Theresa May’s Tories reported an impressive series of wins in British local elections on Thursday, helped both by voters’ distaste for the Labour party’s hard left leadership and the collapse of the UKIP vote. Much of the explanation for the latter is the belief amongst many (former) UKIP voters that with Brexit underway, the euroskeptic party should declare victory and shut up shop.
All this bodes well for the Conservatives in next month’s general election, but May is still left with the problem of agreeing the terms of the UK’s departure from the EU. For now Brussels and its proxies are taking a vindictively hard line, leading some Brits to ask why there should be a negotiated deal at all. Why not just opt for the hardest of Brexits of all (the so-called WTO option) by simply walking away from the EU? The UK could then trade with the EU on the same basis (allegedly) as everyone else. May herself has said that no deal is better than a bad deal.
The problem is that the WTO option is a bad deal. A month or so back, Leave HQ explained why. It’s technical but the key issue is this:
[T]he WTO rules only afford very limited protection against discrimination, and then only in respect of tariffs – which are no longer central to trade matters…
Tariffs do not prevent access to a market. They simply impose a tax on entry. The actual barrier is the regulatory conformity, what is known generally as a non-tariff barrier (NTB) or, sometimes, as technical barrier to trade (TBT).
Nevertheless, it is generally recognised that, in order to access the Single Market, goods must comply with EU rules. Conformity is the way of overcoming the NTB. But what advocates of the WTO option have not realised is that there is more to it than that . Much more. Potential exporters not only have to ensure their goods conform, they must provide evidence of their so doing. This requires putting the goods through a recognised system of what is known as “conformity assessment”…..
The point about the Single Market is that border checks have been eliminated. The common rules are monitored by relevant national authorities and there is mutual recognition of standards. Thus, if you so desire, you can load a truck with grommets in Glasgow and ship them all the way to Alexandroupoli on the Turkish border, with just the occasional document check.
But the moment [the UK leaves] the EU, this stops. Your component manufacturer may still comply with exactly the same standards, but if the product requires independent testing , any testing houses and the regulatory agencies are no longer recognised. The consignment has no valid paperwork. And, without it, it must be subject to border checks, visual inspection and physical testing.
That means delay, and that means cost.
The WTO Option advocates will tell you that countries such as China, the United States and Australia all trade with the EU without formal trade agreements, and therefore operate under WTO rules. They don’t have these problems so why would the UK? The answer, however, is remarkably simple. These countries don’t rely solely on WTO rules.
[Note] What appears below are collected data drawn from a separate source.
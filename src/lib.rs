//! A tiny shell with Unix job control.
//!
//! Commands run as child processes, each in its own process group. A relay
//! thread turns SIGINT, SIGTSTP, SIGCHLD and SIGQUIT into messages for a
//! worker thread, which is the only owner of the job table.

pub mod config;
pub mod error;
mod shell;

pub use config::{Cli, Config};
pub use error::{JobRefError, JobTableError, ShellError};
pub use shell::parser::{parse_cmd, Cmd};
pub use shell::thread::{
    is_builtin, Job, JobId, JobRef, JobState, JobTable, Outcome, ShellMsg, Worker, WorkerMsg,
    MAX_JID, MAX_JOBS,
};
pub use shell::Shell;
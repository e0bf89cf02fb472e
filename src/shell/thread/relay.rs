//! Translation of OS signal events into job table changes.

use std::fmt::{self, Display, Formatter};

use nix::{
    errno::Errno,
    sys::{
        signal::{self, Signal},
        wait::{self, WaitPidFlag, WaitStatus},
    },
    unistd::Pid,
};

use super::job::{JobId, JobState, JobTable};
use crate::{error::ShellError, shell::syscall};

/// A child state change worth telling the user about.
#[derive(Debug, Clone, PartialEq, Eq)]
pub enum Notice {
    Exited { jid: JobId, pid: Pid, status: i32 },
    Stopped { jid: JobId, pid: Pid, signal: i32 },
    Terminated { jid: JobId, pid: Pid, signal: i32 },
}

impl Display for Notice {
    fn fmt(&self, f: &mut Formatter) -> fmt::Result {
        match self {
            Notice::Exited { jid, pid, status } => {
                write!(f, "Job [{}] ({}) exited with status {}", jid, pid, status)
            }
            Notice::Stopped { jid, pid, signal } => {
                write!(f, "Job [{}] ({}) stopped by signal {}", jid, pid, signal)
            }
            Notice::Terminated { jid, pid, signal } => {
                write!(f, "Job [{}] ({}) terminated by signal {}", jid, pid, signal)
            }
        }
    }
}

impl Notice {
    /// Normal exits are only shown in verbose mode.
    pub fn is_quiet(&self) -> bool {
        matches!(self, Notice::Exited { .. })
    }
}

/// Reap every child whose state changed, without waiting on the others.
///
/// Several SIGCHLDs can collapse into one, so this loops until nothing is
/// pending. Stopped jobs are marked `Stopped`; exited or killed jobs are removed.
/// Children that are not in the table are reaped without a notice.
pub fn reap_children(jobs: &mut JobTable) -> Result<Vec<Notice>, ShellError> {
    // WUNTRACED: Return if a child has stopped
    // WNOHANG: Return immediately if no child has changed state
    let flag = Some(WaitPidFlag::WUNTRACED | WaitPidFlag::WNOHANG);
    let mut notices = Vec::new();

    loop {
        match syscall(|| wait::waitpid(Pid::from_raw(-1), flag)) {
            Ok(WaitStatus::Exited(pid, status)) => {
                tracing::debug!(%pid, status, "child exited");
                if let Some(jid) = jobs.lookup_by_pid(pid).map(|job| job.jid) {
                    notices.push(Notice::Exited { jid, pid, status });
                    jobs.remove(pid);
                }
            }
            Ok(WaitStatus::Signaled(pid, sig, _core)) => {
                tracing::debug!(%pid, signal = %sig, "child killed");
                if let Some(jid) = jobs.lookup_by_pid(pid).map(|job| job.jid) {
                    notices.push(Notice::Terminated {
                        jid,
                        pid,
                        signal: sig as i32,
                    });
                    jobs.remove(pid);
                }
            }
            Ok(WaitStatus::Stopped(pid, sig)) => {
                tracing::debug!(%pid, signal = %sig, "child stopped");
                match jobs.lookup_by_pid(pid).map(|job| job.jid) {
                    Some(jid) => {
                        jobs.set_state(pid, JobState::Stopped);
                        notices.push(Notice::Stopped {
                            jid,
                            pid,
                            signal: sig as i32,
                        });
                    }
                    None => tracing::warn!(%pid, "stopped child is not in the job table"),
                }
            }
            Ok(WaitStatus::StillAlive) | Err(Errno::ECHILD) => return Ok(notices),
            Ok(other) => tracing::trace!(?other, "ignoring wait status"),
            Err(e) => return Err(ShellError::os("waitpid error")(e)),
        }
    }
}

/// Send `sig` to the whole process group of the foreground job.
///
/// Returns the group that was signalled, or `None` when nothing is in the
/// foreground; the signal was meant for a job, never for the shell.
pub fn forward_to_foreground(jobs: &JobTable, sig: Signal) -> Result<Option<Pid>, ShellError> {
    let Some(pgid) = jobs.foreground_pid() else {
        tracing::debug!(signal = %sig, "no foreground job");
        return Ok(None);
    };
    tracing::debug!(%pgid, signal = %sig, "forwarding to foreground group");
    signal_group(pgid, sig)?;
    Ok(Some(pgid))
}

/// `kill(-pgid, sig)`. A group that has already gone away is left to the reaper.
pub fn signal_group(pgid: Pid, sig: Signal) -> Result<(), ShellError> {
    match signal::killpg(pgid, sig) {
        Ok(()) => Ok(()),
        Err(Errno::ESRCH) => {
            tracing::debug!(%pgid, signal = %sig, "process group already gone");
            Ok(())
        }
        Err(e) => Err(ShellError::os("kill error")(e)),
    }
}

#[cfg(test)]
mod tests {
    use super::*;

    #[test]
    fn notice_lines() {
        let pid = Pid::from_raw(321);
        let stopped = Notice::Stopped {
            jid: JobId::from(2),
            pid,
            signal: Signal::SIGTSTP as i32,
        };
        assert_eq!(
            stopped.to_string(),
            format!("Job [2] (321) stopped by signal {}", Signal::SIGTSTP as i32)
        );
        let killed = Notice::Terminated {
            jid: JobId::from(1),
            pid,
            signal: 15,
        };
        assert_eq!(killed.to_string(), "Job [1] (321) terminated by signal 15");
        assert!(!killed.is_quiet());

        let exited = Notice::Exited {
            jid: JobId::from(4),
            pid,
            status: 0,
        };
        assert_eq!(exited.to_string(), "Job [4] (321) exited with status 0");
        assert!(exited.is_quiet());
    }

    #[test]
    fn forwarding_without_foreground_is_a_no_op() {
        let mut jobs = JobTable::new();
        jobs.insert(Pid::from_raw(999_999), JobState::Background, "x")
            .unwrap();
        assert_eq!(forward_to_foreground(&jobs, Signal::SIGINT).unwrap(), None);
        assert_eq!(forward_to_foreground(&jobs, Signal::SIGTSTP).unwrap(), None);
    }

    #[test]
    fn signalling_a_reaped_group_is_not_an_error() {
        use crate::shell::{
            test_support::lock_children,
            thread::process::{fork_exec, ChildSignalBlock},
        };

        let _children = lock_children();
        let blocked = ChildSignalBlock::new().unwrap();
        let child = fork_exec(&["true"], &blocked).unwrap();
        drop(blocked);
        wait::waitpid(child, None).unwrap();
        assert!(signal_group(child, Signal::SIGKILL).is_ok());
    }

    #[test]
    fn other_kill_failures_are_fatal() {
        let err = signal_group(Pid::from_raw(-5), Signal::SIGKILL).unwrap_err();
        assert!(matches!(err, ShellError::Os { context: "kill error", .. }));
        assert!(err.is_fatal());
    }
}
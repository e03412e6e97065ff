//! Structured Logging with Sensitive Data Redaction
//!
//! Every diagnostic line the wallet writes goes through [`LogEntry`], which
//! redacts by field name:
//! - private keys, seeds, mnemonics and raw key bytes are fully hidden
//! - addresses, owners and recipients keep a short prefix/suffix
//! - digests and hashes keep a short prefix/suffix
//!
//! A `suiprivkey1…` string is hidden whatever field it is logged under.

use std::fmt;
use std::sync::atomic::{AtomicBool, Ordering};

/// Global flag to enable/disable debug logging
static DEBUG_ENABLED: AtomicBool = AtomicBool::new(false);

/// Enable debug logging
pub fn enable_debug() {
    DEBUG_ENABLED.store(true, Ordering::SeqCst);
}

/// Check if debug logging is enabled
pub fn is_debug_enabled() -> bool {
    DEBUG_ENABLED.load(Ordering::SeqCst)
}

#[derive(Debug, Clone, Copy, PartialEq, Eq, PartialOrd, Ord)]
pub enum LogLevel {
    Debug,
    Info,
    Warn,
    Error,
}

impl fmt::Display for LogLevel {
    fn fmt(&self, f: &mut fmt::Formatter<'_>) -> fmt::Result {
        let label = match self {
            LogLevel::Debug => "DEBUG",
            LogLevel::Info => "INFO",
            LogLevel::Warn => "WARN",
            LogLevel::Error => "ERROR",
        };
        f.write_str(label)
    }
}

/// Structured log entry
#[derive(Debug)]
pub struct LogEntry {
    pub level: LogLevel,
    pub module: &'static str,
    pub message: String,
    pub fields: Vec<(&'static str, String)>,
}

impl LogEntry {
    pub fn new(level: LogLevel, module: &'static str, message: impl Into<String>) -> Self {
        Self {
            level,
            module,
            message: message.into(),
            fields: Vec::new(),
        }
    }

    /// Add a field to the log entry (auto-redacts sensitive data)
    pub fn field(mut self, key: &'static str, value: impl fmt::Display) -> Self {
        let redacted = redact_if_sensitive(key, &value.to_string());
        self.fields.push((key, redacted));
        self
    }

    /// Render the entry without a timestamp
    pub fn render(&self) -> String {
        let fields_str = self
            .fields
            .iter()
            .map(|(k, v)| format!("{}={}", k, v))
            .collect::<Vec<_>>()
            .join(" ");

        if fields_str.is_empty() {
            format!("{} [{}] {}", self.level, self.module, self.message)
        } else {
            format!("{} [{}] {} | {}", self.level, self.module, self.message, fields_str)
        }
    }

    /// Write the entry to stderr
    pub fn log(self) {
        if self.level == LogLevel::Debug && !is_debug_enabled() {
            return;
        }

        let timestamp = chrono::Utc::now().format("%Y-%m-%dT%H:%M:%S%.3fZ");
        eprintln!("[{}] {}", timestamp, self.render());
    }
}

const FULLY_REDACTED_KEYS: &[&str] = &[
    "private_key", "privatekey", "secret", "seed", "mnemonic", "phrase",
    "passphrase", "key_bytes", "signing_key", "raw_key",
];

const ADDRESS_KEYS: &[&str] = &["address", "recipient", "sender", "owner"];

const HASH_KEYS: &[&str] = &["digest", "hash"];

/// Redact a value if the key suggests it's sensitive
fn redact_if_sensitive(key: &str, value: &str) -> String {
    if value.trim_start().starts_with(crate::wallet::SUI_PRIVATE_KEY_PREFIX) {
        return redact_value(value);
    }

    let key_lower = key.to_lowercase();

    if FULLY_REDACTED_KEYS.iter().any(|k| key_lower.contains(k)) {
        return redact_value(value);
    }
    if ADDRESS_KEYS.iter().any(|k| key_lower.contains(k)) {
        return redact_address(value);
    }
    if HASH_KEYS.iter().any(|k| key_lower.contains(k)) {
        return redact_hash(value);
    }

    value.to_string()
}

/// Fully redact a sensitive value
fn redact_value(value: &str) -> String {
    match value.len() {
        0 => "[EMPTY]".to_string(),
        1..=4 => "[REDACTED]".to_string(),
        len => format!("[REDACTED:{}chars]", len),
    }
}

/// Partially redact an address (show `0x` plus 6 and the last 4 chars)
fn redact_address(address: &str) -> String {
    let trimmed = address.trim();

    if trimmed.is_empty() {
        return "[EMPTY]".to_string();
    }

    let prefix_len = if trimmed.starts_with("0x") { 8 } else { 6 };
    let suffix_len = 4;

    if !trimmed.is_ascii() || trimmed.len() <= prefix_len + suffix_len + 3 {
        return trimmed.to_string();
    }

    format!("{}...{}", &trimmed[..prefix_len], &trimmed[trimmed.len() - suffix_len..])
}

/// Partially redact a digest (show first 10 and last 6 chars)
fn redact_hash(hash: &str) -> String {
    let trimmed = hash.trim();

    if trimmed.is_empty() {
        return "[EMPTY]".to_string();
    }

    if !trimmed.is_ascii() || trimmed.len() <= 20 {
        return trimmed.to_string();
    }

    format!("{}...{}", &trimmed[..10], &trimmed[trimmed.len() - 6..])
}

#[doc(hidden)]
#[macro_export]
macro_rules! __log_at {
    ($level:ident, $module:expr, $msg:expr) => {
        $crate::utils::logging::LogEntry::new(
            $crate::utils::logging::LogLevel::$level,
            $module,
            $msg
        ).log()
    };
    ($level:ident, $module:expr, $msg:expr, $($key:ident = $value:expr),* $(,)?) => {
        $crate::utils::logging::LogEntry::new(
            $crate::utils::logging::LogLevel::$level,
            $module,
            $msg
        )
        $(.field(stringify!($key), &$value))*
        .log()
    };
}

/// Debug-level log line, dropped unless [`enable_debug`] was called
#[macro_export]
macro_rules! log_debug {
    ($($args:tt)*) => { $crate::__log_at!(Debug, $($args)*) };
}

#[macro_export]
macro_rules! log_info {
    ($($args:tt)*) => { $crate::__log_at!(Info, $($args)*) };
}

#[macro_export]
macro_rules! log_warn {
    ($($args:tt)*) => { $crate::__log_at!(Warn, $($args)*) };
}

#[macro_export]
macro_rules! log_error {
    ($($args:tt)*) => { $crate::__log_at!(Error, $($args)*) };
}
What the WTO Option advocates have done is make a very basic but fatal mistake. They’re so obsessed with tariffs, they haven’t begun to focus on non-tariff barriers. Thus, by and large, they are only looking at trade agreements dealing with tariffs — a sub-set of international agreements which are registered with the WTO. But there are many different types of agreement and many which involve trade, either directly or indirectly, which are not registered with the WTO. These, for our WTO Option advocates, remain under the radar. To them, they are invisible.
Yet one of the most important types of trade agreement is the Mutual Recognition Agreement (MRA) on conformity assessment. This gets round the problem of border checks, as the EU will then recognise the paperwork on product testing and conformity certification. Throw in an agreement on Customs cooperation — to ensure that official paperwork and systems mesh — and you are on your way to trouble-free border crossings.
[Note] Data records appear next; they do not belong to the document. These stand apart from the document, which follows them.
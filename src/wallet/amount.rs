//! Amount conversion
//!
//! Decimal SUI strings to MIST and back. Conversion is done on the decimal
//! digits directly, never through floating point.

use crate::error::{WalletError, WalletResult};

/// Decimal places of the native coin
pub const SUI_DECIMALS: u8 = 9;

/// Base units per whole SUI
pub const MIST_PER_SUI: u64 = 1_000_000_000;

/// Convert a decimal amount (`123` or `123.456`) to MIST
///
/// Only ASCII digits with at most one dot are accepted. Fractional digits
/// beyond nine are truncated.
pub fn to_base_units(amount: &str) -> WalletResult<u64> {
    let trimmed = amount.trim();
    let (integer, fraction) = match trimmed.split_once('.') {
        Some((i, f)) => (i, Some(f)),
        None => (trimmed, None),
    };

    let all_digits = |s: &str| !s.is_empty() && s.bytes().all(|b| b.is_ascii_digit());
    if !all_digits(integer) || fraction.is_some_and(|f| !all_digits(f)) {
        return Err(WalletError::amount_format(format!("Invalid amount format: '{}'", amount)));
    }

    let width = SUI_DECIMALS as usize;
    let fraction = fraction.unwrap_or("");
    let mut fraction_digits: String = fraction.chars().take(width).collect();
    while fraction_digits.len() < width {
        fraction_digits.push('0');
    }

    let overflow = || WalletError::amount_format(format!("Amount too large: '{}'", amount));
    let whole: u64 = integer.parse().map_err(|_| overflow())?;
    let fractional: u64 = fraction_digits.parse().map_err(|_| overflow())?;

    whole
        .checked_mul(MIST_PER_SUI)
        .and_then(|v| v.checked_add(fractional))
        .ok_or_else(overflow)
}

/// Format a raw base-unit amount with four decimal places, rounding half up
///
/// Non-numeric input formats as zero, matching the balance fallback.
pub fn format_base_units(raw: &str, decimals: u8) -> String {
    const PLACES: u32 = 4;

    let value: u128 = raw.trim().parse().unwrap_or(0);
    let decimals = u32::from(decimals);

    let scaled = if decimals >= PLACES {
        let divisor = 10u128.pow(decimals - PLACES);
        (value + divisor / 2) / divisor
    } else {
        value.saturating_mul(10u128.pow(PLACES - decimals))
    };

    let unit = 10u128.pow(PLACES);
    format!("{}.{:04}", scaled / unit, scaled % unit)
}

/// Exact decimal rendering of MIST, trailing zeros trimmed
pub fn format_sui(mist: u64) -> String {
    let whole = mist / MIST_PER_SUI;
    let fractional = mist % MIST_PER_SUI;

    if fractional == 0 {
        whole.to_string()
    } else {
        let frac_str = format!("{:09}", fractional);
        format!("{}.{}", whole, frac_str.trim_end_matches('0'))
    }
}

/// `0x1234...cdef` style display form
pub fn shorten_address(address: &str, chars: usize) -> String {
    if address.is_empty() {
        return String::new();
    }
    let head_len = (chars + 2).min(address.len());
    let tail_start = address.len().saturating_sub(chars);
    match (address.get(..head_len), address.get(tail_start..)) {
        (Some(head), Some(tail)) => format!("{}...{}", head, tail),
        _ => address.to_string(),
    }
}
China has a Mutual Recognition Agreement on Economic Operators, signed in May 2014, the United States has one on conformity assessment which runs to 81 pages, agreed in 1999. Australia has one on conformity assessment.
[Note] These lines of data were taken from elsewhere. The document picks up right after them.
//! Unified error types for the Sui wallet core
//!
//! All errors flow through this module so the CLI (and any UI layer on top
//! of the crate) only ever sees one shape: a code plus a message.

use serde::{Deserialize, Serialize};
use std::fmt;

/// Main error type for all wallet operations
#[derive(Debug, Clone, Serialize, Deserialize)]
pub struct WalletError {
    pub code: ErrorCode,
    pub message: String,
    pub details: Option<String>,
}

impl WalletError {
    pub fn new(code: ErrorCode, message: impl Into<String>) -> Self {
        Self {
            code,
            message: message.into(),
            details: None,
        }
    }

    pub fn with_details(mut self, details: impl Into<String>) -> Self {
        self.details = Some(details.into());
        self
    }

    // Convenience constructors
    pub fn invalid_key_format(msg: impl Into<String>) -> Self {
        Self::new(ErrorCode::InvalidKeyFormat, msg)
    }

    pub fn no_compatible_derivation(msg: impl Into<String>) -> Self {
        Self::new(ErrorCode::NoCompatibleDerivation, msg)
    }

    pub fn unsupported_key_length(msg: impl Into<String>) -> Self {
        Self::new(ErrorCode::UnsupportedKeyLength, msg)
    }

    pub fn invalid_recipient(msg: impl Into<String>) -> Self {
        Self::new(ErrorCode::InvalidRecipient, msg)
    }

    pub fn amount_format(msg: impl Into<String>) -> Self {
        Self::new(ErrorCode::AmountFormatError, msg)
    }

    pub fn no_compatible_transaction_api(msg: impl Into<String>) -> Self {
        Self::new(ErrorCode::NoCompatibleTransactionApi, msg)
    }

    pub fn network(msg: impl Into<String>) -> Self {
        Self::new(ErrorCode::NetworkFailure, msg)
    }

    pub fn invalid_mnemonic(msg: impl Into<String>) -> Self {
        Self::new(ErrorCode::InvalidMnemonic, msg)
    }

    pub fn invalid_private_key(msg: impl Into<String>) -> Self {
        Self::new(ErrorCode::InvalidPrivateKey, msg)
    }

    pub fn parse_error(msg: impl Into<String>) -> Self {
        Self::new(ErrorCode::ParseError, msg)
    }

    pub fn config(msg: impl Into<String>) -> Self {
        Self::new(ErrorCode::ConfigError, msg)
    }

    pub fn crypto_error(msg: impl Into<String>) -> Self {
        Self::new(ErrorCode::CryptoError, msg)
    }

    pub fn internal(msg: impl Into<String>) -> Self {
        Self::new(ErrorCode::Internal, msg)
    }
}

impl fmt::Display for WalletError {
    fn fmt(&self, f: &mut fmt::Formatter<'_>) -> fmt::Result {
        write!(f, "[{:?}] {}", self.code, self.message)?;
        if let Some(ref details) = self.details {
            write!(f, " ({})", details)?;
        }
        Ok(())
    }
}

impl std::error::Error for WalletError {}

/// Error codes for categorization
#[derive(Debug, Clone, Copy, PartialEq, Eq, Serialize, Deserialize)]
#[serde(rename_all = "snake_case")]
pub enum ErrorCode {
    // Key material
    InvalidKeyFormat,
    NoCompatibleDerivation,
    UnsupportedKeyLength,
    InvalidPrivateKey,
    InvalidMnemonic,

    // Transfer input
    InvalidRecipient,
    AmountFormatError,

    // Submission
    NoCompatibleTransactionApi,
    /// Transport failures and any rejection reported by the node or faucet
    NetworkFailure,

    // Crypto errors
    CryptoError,

    // Parse errors
    ParseError,
    JsonError,
    HexError,

    // Configuration
    ConfigError,

    // Internal
    Internal,
}

/// Result type alias for wallet operations
pub type WalletResult<T> = Result<T, WalletError>;

// Conversions from common error types

impl From<serde_json::Error> for WalletError {
    fn from(e: serde_json::Error) -> Self {
        WalletError::new(ErrorCode::JsonError, e.to_string())
    }
}

impl From<hex::FromHexError> for WalletError {
    fn from(e: hex::FromHexError) -> Self {
        WalletError::new(ErrorCode::HexError, e.to_string())
    }
}

impl From<std::io::Error> for WalletError {
    fn from(e: std::io::Error) -> Self {
        WalletError::new(ErrorCode::Internal, e.to_string())
    }
}

impl From<reqwest::Error> for WalletError {
    fn from(e: reqwest::Error) -> Self {
        if e.is_timeout() {
            WalletError::network("Request timed out")
        } else if e.is_connect() {
            WalletError::network("Connection failed")
        } else {
            WalletError::network(e.to_string())
        }
    }
}

impl From<bip39::Error> for WalletError {
    fn from(e: bip39::Error) -> Self {
        WalletError::invalid_mnemonic(format!("BIP39 error: {}", e))
    }
}

impl From<bech32::Error> for WalletError {
    fn from(e: bech32::Error) -> Self {
        WalletError::invalid_key_format(format!("Bech32 error: {}", e))
    }
}

#[cfg(test)]
mod tests {
    use super::*;

    #[test]
    fn test_error_serialization() {
        let err = WalletError::unsupported_key_length("Unsupported private key length: 17")
            .with_details("fromSeed=true, fromSecretKey=true");

        let json = serde_json::to_string(&err).unwrap();
        assert!(json.contains("unsupported_key_length"));
        assert!(json.contains("17"));
    }

    #[test]
    fn test_display_includes_details() {
        let err = WalletError::invalid_recipient("Invalid address").with_details("0x12");
        assert_eq!(err.to_string(), "[InvalidRecipient] Invalid address (0x12)");
    }
}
Writing in the London Evening Standard, Simon Jenkins discusses the potential implications for the UK’s vital financial sector of a hard Brexit (not great) and then adds this:
The best way through this mess was always a table d’hôte package, and the most sensible was to leave the EU but adopt the Norwegian option, of remaining with Europe’s free trade economic area (EEA). It is the softest of Brexits and far from perfect. May would have to fight her Right wing over immigration and respecting the European court. But it would work.
It would, and contrary to what Jenkins claims, the Norway option would return a degree of control over EU immigration into the UK to London. What’s more, it would free large areas of UK law from the supervision from the EU’s notorious court of ‘justice’ and hand over most of what’s left to the EFTA court, a non-EU court. Admittedly, the latter generally follows the lead of the ECJ, but it is, nevertheless, not quite the same.
Not bad, you might think. We don’t, of course, know whether the EU is prepared to offer the UK the Norway option (my guess is that, with some additional wrinkles, it would), but we do know that it is not an option that Theresa May is interested in pursuing.
That’s not something for which British voters will be thanking the Tories in the general election that follows this one.